Director Cal McCrystal, who has been working with Giffords for 14 years, believes there’s one more special ingredient: “We’re very good at bringing a theatricality to the circus, which doesn’t work against the form. People feel like they’re watching a bit of a story, but we’re effectively just creating an environment in which we’re able to present the acts in their best possible light.”
McCrystal is probably best known for his work on the National Theatre’s hit comedy One Man, Two Guvnors, and is careful to weave laughter into the fabric of show: “There’s always a really funny through line that carries our story. So while Giffords presents as a very traditional circus, the comedy narrative gives it a cutting edge.” This year’s show is called Waterfield and the theme is “something very Cotswoldy”, says McCrystal: “Wind in the Willows was a big inspiration. We decided to base the show on animal characters and see where that leads us.”

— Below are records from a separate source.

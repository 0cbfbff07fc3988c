//! Configuration management
//!
//! This module handles loading configuration from a TOML file, merging it
//! with CLI arguments and resolving per-tool defaults.

use serde::{Deserialize, Serialize};
use std::fs;
use std::path::{Path, PathBuf};
use std::time::Duration;

use crate::core::constants::{defaults, http, timeouts};
use crate::core::error::{Result, WebstackError};
use crate::favicon::DOMAIN_PLACEHOLDER;
use crate::net::is_extended_timeout_domain;

/// Values read from `.webstack.toml`; every field is optional.
#[derive(Debug, Clone, Default, PartialEq, Serialize, Deserialize)]
pub struct Config {
    /// Dataset file path
    pub dataset: Option<String>,

    /// Request timeout in seconds
    pub timeout: Option<u64>,

    /// Timeout in seconds for the extended-timeout domain class
    pub extended_timeout: Option<u64>,

    /// Retry attempts on 429/5xx (description and favicon fetchers)
    pub retries: Option<u32>,

    /// Backoff base between retries in milliseconds
    pub retry_delay: Option<u64>,

    /// Size of the worker pool
    pub workers: Option<usize>,

    /// Delay in milliseconds after each drained result
    pub pacing_delay: Option<u64>,

    /// Delay in milliseconds between favicon API attempts for one domain
    pub attempt_delay: Option<u64>,

    /// Custom User-Agent header
    pub user_agent: Option<String>,

    /// Skip TLS certificate verification
    pub insecure: Option<bool>,

    /// Enable verbose logging
    pub verbose: Option<bool>,

    /// Favicon API urls with a `{domain}` placeholder, replacing the
    /// built-in lists
    pub favicon_templates: Option<Vec<String>>,
}

/// Configuration options that can come from CLI
#[derive(Debug, Default)]
pub struct CliConfig {
    pub dataset: Option<String>,          // --file / --webstack
    pub timeout: Option<u64>,             // --timeout
    pub extended_timeout: Option<u64>,    // --extended-timeout
    pub retries: Option<u32>,             // --retries
    pub workers: Option<usize>,           // --workers / --threads
    pub user_agent: Option<String>,       // --user-agent
    pub insecure: bool,                   // --insecure
    pub verbose: bool,                    // --verbose
    pub quiet: bool,                      // --quiet
    pub no_progress: bool,                // --no-progress
    pub config_file: Option<String>,      // --config
    pub no_config: bool,                  // --no-config
}

/// Defaults that differ between the three tools
#[derive(Debug, Clone, Copy, PartialEq, Eq)]
pub struct ToolDefaults {
    pub workers: usize,
    pub pacing_ms: u64,
    pub timeout: u64,
    /// `None` means extended domains get the same timeout as every other host
    pub extended_timeout: Option<u64>,
    pub retries: u32,
}

impl ToolDefaults {
    pub const DESCRIBE: Self = Self {
        workers: defaults::DESCRIBE_WORKERS,
        pacing_ms: defaults::DESCRIBE_PACING_MS,
        timeout: timeouts::DEFAULT_TIMEOUT_SECONDS,
        extended_timeout: None,
        retries: defaults::RETRY_ATTEMPTS,
    };

    pub const LINKCHECK: Self = Self {
        workers: defaults::LINKCHECK_THREADS,
        pacing_ms: defaults::LINKCHECK_PACING_MS,
        timeout: timeouts::DEFAULT_TIMEOUT_SECONDS,
        extended_timeout: Some(timeouts::LINKCHECK_EXTENDED_TIMEOUT_SECONDS),
        retries: 0,
    };

    pub const LOGO: Self = Self {
        workers: defaults::LOGO_THREADS,
        pacing_ms: defaults::LOGO_PACING_MS,
        timeout: timeouts::DEFAULT_TIMEOUT_SECONDS,
        extended_timeout: Some(timeouts::FAVICON_EXTENDED_TIMEOUT_SECONDS),
        retries: defaults::RETRY_ATTEMPTS,
    };
}

/// Fully resolved settings for one run
#[derive(Debug, Clone, PartialEq)]
pub struct Settings {
    pub dataset: PathBuf,
    pub timeout: Duration,
    pub extended_timeout: Duration,
    pub retries: u32,
    pub retry_delay: Duration,
    pub workers: usize,
    pub pacing: Duration,
    pub attempt_delay: Duration,
    pub user_agent: String,
    pub insecure: bool,
    pub verbose: bool,
    pub favicon_templates: Option<Vec<String>>,
}

impl Settings {
    /// Per-request timeout for a url or domain
    pub fn timeout_for(&self, url_or_domain: &str) -> Duration {
        if is_extended_timeout_domain(url_or_domain) {
            self.extended_timeout
        } else {
            self.timeout
        }
    }
}

impl Config {
    /// Load configuration from file
    pub fn load_from_file<P: AsRef<Path>>(path: P) -> Result<Self> {
        let path = path.as_ref();
        let content = fs::read_to_string(path).map_err(|e| {
            WebstackError::Config(format!(
                "Could not read config file '{}': {}",
                path.display(),
                e
            ))
        })?;

        let config: Config = toml::from_str(&content).map_err(|e| {
            WebstackError::Config(format!(
                "Invalid TOML in config file '{}': {}",
                path.display(),
                e
            ))
        })?;

        config.validate()?;
        Ok(config)
    }

    /// Try to find and load a config file in standard locations
    pub fn load_from_standard_locations() -> Self {
        if let Ok(config) = Self::load_from_file(defaults::CONFIG_FILE_NAME) {
            return config;
        }

        // Parent directories, up to 3 levels
        for i in 1..=3 {
            let path = format!("{}{}", "../".repeat(i), defaults::CONFIG_FILE_NAME);
            if let Ok(config) = Self::load_from_file(&path) {
                return config;
            }
        }

        Self::default()
    }

    /// Pick the config source the CLI asks for: none, an explicit file, or
    /// the standard locations.
    pub fn from_cli(cli_config: &CliConfig) -> Result<Self> {
        let mut config = if cli_config.no_config {
            Self::default()
        } else if let Some(ref config_file) = cli_config.config_file {
            Self::load_from_file(config_file)?
        } else {
            Self::load_from_standard_locations()
        };

        config.merge_with_cli(cli_config);
        config.validate()?;
        Ok(config)
    }

    /// Merge this config with CLI arguments (CLI takes precedence)
    pub fn merge_with_cli(&mut self, cli_config: &CliConfig) {
        if let Some(ref dataset) = cli_config.dataset {
            self.dataset = Some(dataset.clone());
        }
        if let Some(timeout) = cli_config.timeout {
            self.timeout = Some(timeout);
        }
        if let Some(extended_timeout) = cli_config.extended_timeout {
            self.extended_timeout = Some(extended_timeout);
        }
        if let Some(retries) = cli_config.retries {
            self.retries = Some(retries);
        }
        if let Some(workers) = cli_config.workers {
            self.workers = Some(workers);
        }
        if let Some(ref user_agent) = cli_config.user_agent {
            self.user_agent = Some(user_agent.clone());
        }
        if cli_config.insecure {
            self.insecure = Some(true);
        }
        if cli_config.verbose {
            self.verbose = Some(true);
        }
    }

    /// Validate configuration values
    pub fn validate(&self) -> Result<()> {
        for (name, value) in [
            ("Timeout", self.timeout),
            ("Extended timeout", self.extended_timeout),
        ] {
            if let Some(seconds) = value {
                if seconds == 0 {
                    return Err(WebstackError::Config(format!(
                        "{name} cannot be 0. Expected a positive integer representing seconds."
                    )));
                }
                if seconds > timeouts::MAX_TIMEOUT_SECONDS {
                    return Err(WebstackError::Config(format!(
                        "{name} of {seconds} seconds is extremely large (>24 hours). Consider using a smaller value."
                    )));
                }
            }
        }

        if let Some(workers) = self.workers {
            if workers == 0 {
                return Err(WebstackError::Config(
                    "Worker count cannot be 0. Expected a positive integer.".to_string(),
                ));
            }
            if workers > defaults::MAX_WORKERS {
                return Err(WebstackError::Config(format!(
                    "Worker count of {workers} would hammer the target sites. Expected at most {}.",
                    defaults::MAX_WORKERS
                )));
            }
        }

        if let Some(retries) = self.retries
            && retries > defaults::MAX_RETRY_ATTEMPTS
        {
            return Err(WebstackError::Config(format!(
                "Retry attempts of {retries} is very high and may cause long delays. Expected at most {}.",
                defaults::MAX_RETRY_ATTEMPTS
            )));
        }

        if let Some(ref user_agent) = self.user_agent
            && user_agent.trim().is_empty()
        {
            return Err(WebstackError::Config(
                "User agent cannot be empty.".to_string(),
            ));
        }

        if let Some(ref templates) = self.favicon_templates {
            if templates.is_empty() {
                return Err(WebstackError::Config(
                    "Favicon templates cannot be empty. Remove the key to use the built-in APIs."
                        .to_string(),
                ));
            }
            if let Some(template) = templates.iter().find(|t| !t.contains(DOMAIN_PLACEHOLDER)) {
                return Err(WebstackError::Config(format!(
                    "Favicon template '{template}' has no {DOMAIN_PLACEHOLDER} placeholder."
                )));
            }
        }

        Ok(())
    }

    /// Resolve every value, falling back to the tool's defaults
    pub fn settings(&self, tool: ToolDefaults) -> Settings {
        let timeout = self.timeout.unwrap_or(tool.timeout);
        let extended_timeout = self
            .extended_timeout
            .or(tool.extended_timeout)
            .unwrap_or(timeout);

        Settings {
            dataset: PathBuf::from(self.dataset.as_deref().unwrap_or(defaults::DATASET_PATH)),
            timeout: Duration::from_secs(timeout),
            extended_timeout: Duration::from_secs(extended_timeout),
            retries: self.retries.unwrap_or(tool.retries),
            retry_delay: Duration::from_millis(
                self.retry_delay.unwrap_or(timeouts::DEFAULT_RETRY_DELAY_MS),
            ),
            workers: self.workers.unwrap_or(tool.workers),
            pacing: Duration::from_millis(self.pacing_delay.unwrap_or(tool.pacing_ms)),
            attempt_delay: Duration::from_millis(
                self.attempt_delay.unwrap_or(defaults::LOGO_ATTEMPT_DELAY_MS),
            ),
            user_agent: self
                .user_agent
                .clone()
                .unwrap_or_else(|| http::BROWSER_USER_AGENT.to_string()),
            insecure: self.insecure.unwrap_or(false),
            verbose: self.verbose.unwrap_or(false),
            favicon_templates: self.favicon_templates.clone(),
        }
    }
}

After the interviews are over, and the company has come together to feast on pie and mash, a small audience gather to watch the dress rehearsal. Gifford Circus’s famous tent is filled with green grass, tall spiky reeds and mist-like dry ice. It feels a lot more whimsical than last year’s 25-year anniversary extravaganza, Laguna Bay, and – at least for the opening few numbers – a fair bit more gentle and poetic. When Alice Gifford presents her horse and shetland pony in the ring, the act feels closer to a quiet family moment – a surprisingly sweet stroll in the woods – rather than a full-on circus performance.
However, as the acts unfold with spellbinding precision (and the occasional thrilling stumble), they gradually ratchet up in intensity. After reading a review that claimed Giffords wasn’t really known for its dangerous acts, McCrystal decided to up the ante: “This year we’ve got the most dangerous acts we’ve ever done. I actually have a physical urge to run out of the tent when a couple of them are on. The Ethiopian Addis Ababa Troupe is crazy [the gymnasts throw each other around like beach balls] and then there’s the Wheel of Death. My God. It’s a panic attack to watch.”
He isn’t exaggerating. At the end of a high-octane show (I’m still catching my breath after the knife-throwing), a huge double wheel, held aloft on an axle, is brought into the tent. It’s like a giant hamster’s wheel, only the Valencia Flyers are the ones doing the running. With the wheels in motion, the two performers sprint inside the wheels, always – it feels – on the verge of falling. Next, they jump on top of the wheels and, finally, they do it all wearing blindfolds. The little girl in front of me is dancing in her seat, caught somewhere between joy and terror. It’s all a bit mad and magical. Dangerous yet strangely comforting, too. In other words – classic Giffords Circus.
Waterfield is at Sudeley Castle, nr Cheltenham, to 5 May; Blenheim Palace, nr Oxford, 8 to 18 May; touring to 27 September.